En algún momento me dije que quería dejar de dibujar por pasatiempo y me compré una libreta de bosquejos y un buen lápiz. Pero cuando me senté a estudiar apareció el inevitable “¿Y ahora qué”. Busqué en Internet, pregunté a algunos amigos con experiencia, curiosié libros, me senté a dibujar, quise entrenar mi ojo. Más tarde compré un curso en Internet, compré otro cuaderno y más lápices y hasta incluí las acuarelas en la lista de la canasta familiar. ¡Todo para qué! Para no estar contento con nada de lo que sale de mi mano.
Quizá el mayor obstáculo para mi proceso es que no cuento con un maestro propiamente dicho y que he tenido que aprender guiado por mi propia intuición y curiosidad. Pero mientras puedo asegurarme la entrada en el mundo académico del arte, quisiera replantear el método con el que he comenzado esta entrada. Tal vez por su propia naturaleza artística o ya sea por la complejidad del dibujo como disciplina, no hay esquemas demarcados con tanta precisión como en la música, las matemáticas o la gramática que puedan seguirse. Lo que quiero hacer aquí, en este diario, es dar cuenta de ese proceso divergente y lleno de aristas que es el aprendizaje de dibujo. No voy a seguir un esquema artificial sino a intentar hallar las bases para esta disciplina en algunos libros y canales de YouTube.
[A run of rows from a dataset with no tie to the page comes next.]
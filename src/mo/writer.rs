//! mo/writer — Catalog -> MO file, single linear pass in file order.
//!
//! `save` truncates and writes the destination directly; a failure midway
//! leaves it undefined. `save_atomic` stages to `<path>.tmp` and renames.

use log::{info, warn};
use std::fs::{self, File, OpenOptions};
use std::io::{BufWriter, Write};
use std::path::{Path, PathBuf};

use crate::catalog::Catalog;
use crate::consts::TMP_SUFFIX;
use crate::error::Result;
use crate::mo::index::write_table;
use crate::mo::layout::Layout;
use crate::mo::strings::write_string;

/// Write `catalog` to `path` (created or truncated).
pub fn save<P: AsRef<Path>>(catalog: &Catalog, path: P) -> Result<()> {
    save_with(catalog, path.as_ref(), false)
}

/// Write to `<path>.tmp`, fsync, rename over `path`, fsync the parent (unix).
pub fn save_atomic<P: AsRef<Path>>(catalog: &Catalog, path: P) -> Result<()> {
    let path = path.as_ref();
    let tmp = tmp_path(path);
    let _ = fs::remove_file(&tmp);

    if let Err(e) = save_with(catalog, &tmp, true) {
        let _ = fs::remove_file(&tmp);
        return Err(e);
    }
    fs::rename(&tmp, path)?;
    let _ = fsync_dir(path);
    Ok(())
}

pub(crate) fn save_with(catalog: &Catalog, path: &Path, sync: bool) -> Result<()> {
    // compute first: nothing is written for a layout that cannot be encoded
    let layout = Layout::compute(catalog)?;

    let f = OpenOptions::new()
        .create(true)
        .write(true)
        .truncate(true)
        .open(path)?;
    let mut w = BufWriter::new(f);
    write_with_layout(catalog, &layout, &mut w)?;
    let f = w.into_inner().map_err(|e| e.into_error())?;
    if sync {
        f.sync_all()?;
    }

    if catalog.is_modified() && catalog.hash_size() > 0 {
        warn!(
            "{}: hash table ({} slots) carried through unchanged; it no longer matches the edited strings",
            path.display(),
            catalog.hash_size()
        );
    }
    info!(
        "saved {}: {} entries, {} bytes",
        path.display(),
        catalog.count(),
        layout.file_len
    );
    Ok(())
}

/// Serialize into any writer.
pub fn save_to<W: Write>(catalog: &Catalog, w: &mut W) -> Result<()> {
    let layout = Layout::compute(catalog)?;
    write_with_layout(catalog, &layout, w)
}

/// Serialize into an in-memory image.
pub fn to_bytes(catalog: &Catalog) -> Result<Vec<u8>> {
    let layout = Layout::compute(catalog)?;
    let mut out = Vec::with_capacity(layout.file_len as usize);
    write_with_layout(catalog, &layout, &mut out)?;
    Ok(out)
}

fn write_with_layout<W: Write>(catalog: &Catalog, layout: &Layout, w: &mut W) -> Result<()> {
    layout.header.write_to(w)?;
    write_table(w, &layout.originals)?;
    write_table(w, &layout.translations)?;
    w.write_all(catalog.hash_table())?;
    for e in catalog.iter() {
        write_string(w, &e.original)?;
    }
    for e in catalog.iter() {
        write_string(w, &e.translated)?;
    }
    w.flush()?;
    Ok(())
}

fn tmp_path(path: &Path) -> PathBuf {
    let mut name = path.file_name().map(|n| n.to_os_string()).unwrap_or_default();
    name.push(".");
    name.push(TMP_SUFFIX);
    path.with_file_name(name)
}

#[cfg(unix)]
pub(crate) fn fsync_dir(path: &Path) -> std::io::Result<()> {
    if let Some(parent) = path.parent() {
        if !parent.as_os_str().is_empty() {
            let dir = File::open(parent)?;
            dir.sync_all()?;
        }
    }
    Ok(())
}
#[cfg(not(unix))]
pub(crate) fn fsync_dir(_path: &Path) -> std::io::Result<()> {
    Ok(())
}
Nunca me ha interesado la representación exacta de los planos visuales. No creo que usar rejillas y otras herramientas para lograr así un dibujo, un calco del mundo real, haga parte de mis ambiciones. Ante todo quiero entender. Saber cómo funcionan las marcas, los límites de las líneas, las estructuras subyacentes de todo cuanto vemos.
Para empezar voy a seguir el consejo de un dibujante que vi en YouTube: “Olvida el entrenamiento del ojo y la práctica desbocada por un momento y concéntrate en aprender primero cómo funcionan las tres dimensiones en el papel”.